**WORK INSTRUCTION:** Produce an exact copy of the first line of the data below and each line after it, please, up to and including the one with "an envelope with".
+++ GIVEN RECORDS +++
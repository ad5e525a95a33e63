//! FFI use-case API for Flutter-facing calls.
//!
//! # Responsibility
//! - Expose stable, use-case-level goal and streak functions to Dart via FRB.
//! - Keep error semantics simple: every call returns an envelope with
//!   `ok` + `message` instead of throwing.
//!
//! # Invariants
//! - Exported functions must not panic across FFI boundary.
//! - IDs cross the boundary as canonical UUID strings.
//! - Instants cross the boundary as Unix epoch milliseconds.

use chrono::{DateTime, Local, Utc};
use goaltrack_core::db::open_db;
use goaltrack_core::{
    core_version as core_version_inner, init_logging as init_logging_inner, ping as ping_inner,
    Goal, GoalListQuery, GoalService, GoalServiceError, GoalType, NewGoal, SqliteGoalRepository,
};
use log::warn;
use std::path::PathBuf;
use std::sync::OnceLock;
use uuid::Uuid;

const GOALS_DB_FILE_NAME: &str = "goaltrack_ffi.sqlite3";
const DB_PATH_ENV: &str = "GOALTRACK_DB_PATH";
static GOALS_DB_PATH: OnceLock<PathBuf> = OnceLock::new();

/// Minimal health-check API for FRB smoke integration.
///
/// # FFI contract
/// - Sync call, non-blocking.
/// - Never throws; always returns a UTF-8 string.
#[flutter_rust_bridge::frb(sync)]
pub fn ping() -> String {
    ping_inner().to_owned()
}

/// Expose core crate version through FFI.
#[flutter_rust_bridge::frb(sync)]
pub fn core_version() -> String {
    core_version_inner().to_owned()
}

/// Initializes Rust core logging once per process.
///
/// Input semantics:
/// - `level`: one of `trace|debug|info|warn|error` (case-insensitive).
/// - `log_dir`: absolute directory path where rolling logs are written.
///
/// # FFI contract
/// - Safe to call repeatedly with the same `level + log_dir` (idempotent).
/// - Reconfiguration attempts with different level or directory return error.
/// - Never panics; returns empty string on success and error message on failure.
#[flutter_rust_bridge::frb(sync)]
pub fn init_logging(level: String, log_dir: String) -> String {
    match init_logging_inner(level.as_str(), log_dir.as_str()) {
        Ok(()) => String::new(),
        Err(err) => err.to_string(),
    }
}

/// Flat goal projection for list screens.
#[derive(Debug, Clone, PartialEq)]
pub struct GoalItem {
    pub goal_id: String,
    pub title: String,
    /// `habit|one_time`.
    pub kind: String,
    pub icon: String,
    pub progress: f64,
    pub completed: bool,
    pub streak_current: u32,
    pub streak_best: u32,
    pub last_completed_ms: Option<i64>,
    pub milestone_count: u32,
}

/// Single-goal action response.
#[derive(Debug, Clone, PartialEq)]
pub struct GoalActionResponse {
    pub ok: bool,
    /// Goal after the action; `None` on failure or delete.
    pub goal: Option<GoalItem>,
    pub message: String,
}

impl GoalActionResponse {
    fn success(message: impl Into<String>, goal: Option<GoalItem>) -> Self {
        Self {
            ok: true,
            goal,
            message: message.into(),
        }
    }

    fn failure(message: impl Into<String>) -> Self {
        Self {
            ok: false,
            goal: None,
            message: message.into(),
        }
    }
}

#[derive(Debug, Clone, PartialEq)]
pub struct GoalListResponse {
    pub ok: bool,
    pub items: Vec<GoalItem>,
    pub message: String,
}

#[derive(Debug, Clone, PartialEq, Eq)]
pub struct StreakHistoryItem {
    pub date_ms: i64,
    pub completed: bool,
}

#[derive(Debug, Clone, PartialEq, Eq)]
pub struct StreakHistoryResponse {
    pub ok: bool,
    /// Newest first.
    pub items: Vec<StreakHistoryItem>,
    pub message: String,
}

/// Streak update response.
#[derive(Debug, Clone, PartialEq)]
pub struct StreakResponse {
    pub ok: bool,
    pub streak_current: u32,
    pub streak_best: u32,
    /// Whether this call raised the best streak.
    pub best_improved: bool,
    pub message: String,
}

/// Creates a goal for `user_id`.
///
/// `kind` accepts `habit` or `one_time` / `one-time`.
#[flutter_rust_bridge::frb(sync)]
pub fn goal_create(
    user_id: String,
    title: String,
    kind: String,
    icon: String,
) -> GoalActionResponse {
    let Some(kind) = GoalType::parse(kind.trim()) else {
        return GoalActionResponse::failure(format!("goal_create failed: unknown kind `{kind}`"));
    };
    let mut request = NewGoal::new(title, kind);
    request.icon = icon.trim().to_string();

    match with_goal_service(|service| service.create_goal(user_id.trim(), request, Utc::now())) {
        Ok(goal) => GoalActionResponse::success("Goal created.", Some(to_goal_item(&goal))),
        Err(err) => GoalActionResponse::failure(format!("goal_create failed: {err}")),
    }
}

/// Lists goals for `user_id`, newest first.
#[flutter_rust_bridge::frb(sync)]
pub fn goal_list(user_id: String, include_completed: bool) -> GoalListResponse {
    let query = GoalListQuery {
        completed: if include_completed { None } else { Some(false) },
        ..GoalListQuery::for_user(user_id.trim())
    };
    match with_goal_service(|service| service.list_goals(&query)) {
        Ok(goals) => {
            let items: Vec<GoalItem> = goals.iter().map(to_goal_item).collect();
            let message = if items.is_empty() {
                "No goals.".to_string()
            } else {
                format!("Found {} goal(s).", items.len())
            };
            GoalListResponse {
                ok: true,
                items,
                message,
            }
        }
        Err(err) => GoalListResponse {
            ok: false,
            items: Vec::new(),
            message: format!("goal_list failed: {err}"),
        },
    }
}

/// Records today's completion state for a habit.
///
/// "Today" is the device's local calendar date.
#[flutter_rust_bridge::frb(sync)]
pub fn goal_complete_today(user_id: String, goal_id: String, completed: bool) -> StreakResponse {
    let failure = |message: String| StreakResponse {
        ok: false,
        streak_current: 0,
        streak_best: 0,
        best_improved: false,
        message,
    };
    let goal_id = match parse_goal_id(&goal_id) {
        Ok(id) => id,
        Err(message) => return failure(format!("goal_complete_today failed: {message}")),
    };

    let now = Local::now();
    match with_goal_service(|service| {
        service.update_streak(user_id.trim(), goal_id, completed, &now)
    }) {
        Ok(update) => StreakResponse {
            ok: true,
            streak_current: update.record.current,
            streak_best: update.record.best,
            best_improved: update.best_improved(),
            message: if update.counters_changed() {
                "Streak updated.".to_string()
            } else {
                "Streak unchanged.".to_string()
            },
        },
        Err(err) => failure(format!("goal_complete_today failed: {err}")),
    }
}

/// Lists streak history newest first; `limit` defaults to 30, max 365.
#[flutter_rust_bridge::frb(sync)]
pub fn goal_streak_history(
    user_id: String,
    goal_id: String,
    limit: Option<u32>,
) -> StreakHistoryResponse {
    let failure = |message: String| StreakHistoryResponse {
        ok: false,
        items: Vec::new(),
        message,
    };
    let goal_id = match parse_goal_id(&goal_id) {
        Ok(id) => id,
        Err(message) => return failure(format!("goal_streak_history failed: {message}")),
    };

    match with_goal_service(|service| service.streak_history(user_id.trim(), goal_id, limit)) {
        Ok(entries) => StreakHistoryResponse {
            ok: true,
            message: format!("Found {} entr(ies).", entries.len()),
            items: entries
                .into_iter()
                .map(|entry| StreakHistoryItem {
                    date_ms: epoch_ms(entry.date),
                    completed: entry.completed,
                })
                .collect(),
        },
        Err(err) => failure(format!("goal_streak_history failed: {err}")),
    }
}

/// Deletes a goal with its milestones and streak history.
#[flutter_rust_bridge::frb(sync)]
pub fn goal_delete(user_id: String, goal_id: String) -> GoalActionResponse {
    let goal_id = match parse_goal_id(&goal_id) {
        Ok(id) => id,
        Err(message) => {
            return GoalActionResponse::failure(format!("goal_delete failed: {message}"))
        }
    };
    match with_goal_service(|service| service.delete_goal(user_id.trim(), goal_id)) {
        Ok(()) => GoalActionResponse::success("Goal deleted.", None),
        Err(err) => GoalActionResponse::failure(format!("goal_delete failed: {err}")),
    }
}

fn resolve_goals_db_path() -> PathBuf {
    GOALS_DB_PATH
        .get_or_init(|| {
            if let Ok(raw) = std::env::var(DB_PATH_ENV) {
                let trimmed = raw.trim();
                if !trimmed.is_empty() {
                    return PathBuf::from(trimmed);
                }
            }
            std::env::temp_dir().join(GOALS_DB_FILE_NAME)
        })
        .clone()
}

fn with_goal_service<T>(
    f: impl FnOnce(&GoalService<SqliteGoalRepository<'_>>) -> Result<T, GoalServiceError>,
) -> Result<T, String> {
    let db_path = resolve_goals_db_path();
    let conn = open_db(&db_path).map_err(|err| format!("goals DB open failed: {err}"))?;
    let repo = SqliteGoalRepository::try_new(&conn)
        .map_err(|err| format!("goal repo init failed: {err}"))?;
    let service = GoalService::new(repo);
    f(&service).map_err(|err| {
        warn!("event=ffi_call module=ffi status=error error={err}");
        err.to_string()
    })
}

fn parse_goal_id(raw: &str) -> Result<Uuid, String> {
    Uuid::parse_str(raw.trim()).map_err(|_| format!("invalid goal id `{}`", raw.trim()))
}

fn epoch_ms(value: DateTime<Utc>) -> i64 {
    value.timestamp_millis()
}

fn to_goal_item(goal: &Goal) -> GoalItem {
    GoalItem {
        goal_id: goal.id.to_string(),
        title: goal.title.clone(),
        kind: goal.kind.as_str().to_string(),
        icon: goal.icon.clone(),
        progress: goal.progress,
        completed: goal.completed,
        streak_current: goal.streak.current,
        streak_best: goal.streak.best,
        last_completed_ms: goal.streak.last_completed.map(epoch_ms),
        milestone_count: u32::try_from(goal.milestones.len()).unwrap_or(u32::MAX),
    }
}

#[cfg(test)]
mod tests {
    use super::{
        core_version, goal_complete_today, goal_create, goal_delete, goal_list,
        goal_streak_history, init_logging, ping, resolve_goals_db_path,
    };
    use goaltrack_core::db::open_db;
    use std::time::{SystemTime, UNIX_EPOCH};

    #[test]
    fn ping_returns_pong() {
        assert_eq!(ping(), "pong");
    }

    #[test]
    fn version_is_not_empty() {
        assert!(!core_version().is_empty());
    }

    #[test]
    fn init_logging_rejects_empty_log_dir() {
        let error = init_logging("info".to_string(), String::new());
        assert!(!error.is_empty());
    }

    #[test]
    fn init_logging_rejects_unsupported_level() {
        let error = init_logging("verbose".to_string(), "tmp/logs".to_string());
        assert!(!error.is_empty());
    }

    #[test]
    fn created_goal_shows_up_in_list() {
        let user = unique_user("list");
        let created = goal_create(
            user.clone(),
            "Drink water".to_string(),
            "habit".to_string(),
            "cup".to_string(),
        );
        assert!(created.ok, "{}", created.message);
        let goal = created.goal.expect("created goal");
        assert_eq!(goal.kind, "habit");
        assert_eq!(goal.streak_current, 0);

        let listed = goal_list(user, true);
        assert!(listed.ok, "{}", listed.message);
        assert_eq!(listed.items.len(), 1);
        assert_eq!(listed.items[0].goal_id, goal.goal_id);
    }

    #[test]
    fn unknown_kind_is_rejected() {
        let response = goal_create(
            unique_user("kind"),
            "x".to_string(),
            "weekly".to_string(),
            String::new(),
        );
        assert!(!response.ok);
        assert!(response.message.contains("weekly"));
    }

    #[test]
    fn completing_on_creation_day_appends_history_only() {
        let user = unique_user("streak");
        let goal_id = create_habit(&user, "Walk");

        let streak = goal_complete_today(user.clone(), goal_id.clone(), true);
        assert!(streak.ok, "{}", streak.message);
        assert!(streak.streak_best >= streak.streak_current);

        let history = goal_streak_history(user, goal_id, None);
        assert!(history.ok, "{}", history.message);
        assert_eq!(history.items.len(), 1);
        assert!(history.items[0].completed);
    }

    #[test]
    fn malformed_goal_id_is_reported() {
        let response = goal_complete_today(unique_user("bad-id"), "not-a-uuid".to_string(), true);
        assert!(!response.ok);
        assert!(response.message.contains("invalid goal id"));
    }

    #[test]
    fn delete_removes_goal_and_history() {
        let user = unique_user("delete");
        let goal_id = create_habit(&user, "Journal");
        assert!(goal_complete_today(user.clone(), goal_id.clone(), true).ok);

        let deleted = goal_delete(user.clone(), goal_id.clone());
        assert!(deleted.ok, "{}", deleted.message);
        assert!(goal_list(user.clone(), true).items.is_empty());
        assert!(!goal_streak_history(user.clone(), goal_id.clone(), None).ok);
        assert!(!goal_delete(user, goal_id.clone()).ok);

        let conn = open_db(resolve_goals_db_path()).expect("open db");
        let rows: i64 = conn
            .query_row(
                "SELECT COUNT(*) FROM streak_history WHERE goal_id = ?1",
                [goal_id.as_str()],
                |row| row.get(0),
            )
            .expect("count history rows");
        assert_eq!(rows, 0);
    }

    fn create_habit(user: &str, title: &str) -> String {
        goal_create(
            user.to_string(),
            title.to_string(),
            "habit".to_string(),
            String::new(),
        )
        .goal
        .expect("created goal")
        .goal_id
    }

    fn unique_user(prefix: &str) -> String {
        let nanos = SystemTime::now()
            .duration_since(UNIX_EPOCH)
            .expect("time went backwards")
            .as_nanos();
        format!("{prefix}-{nanos}")
    }
}
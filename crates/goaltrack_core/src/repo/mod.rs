//! Repository layer abstractions and persistence implementations.
//!
//! # Responsibility
//! - Define use-case oriented data access contracts.
//! - Isolate SQLite query details from service/business orchestration.
//!
//! # Invariants
//! - Repository writes must enforce `Goal::validate()` / `Milestone::validate()`
//!   before persistence.
//! - Repository APIs return semantic errors (`NotFound`) in addition to DB
//!   transport errors.
//! - Every goal-owned query is scoped by `user_id`.

pub mod goal_repo;
pub mod milestone_repo;
pub mod notification_repo;
pub(crate) mod support;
+++
**RESULT OF THE TASK:**
repository ad5e525a95a33e63
//! FFI use-case API for Flutter-facing calls.
//!
//! # Responsibility
//! - Expose stable, use-case-level goal and streak functions to Dart via FRB.
//! - Keep error semantics simple: every call returns an envelope with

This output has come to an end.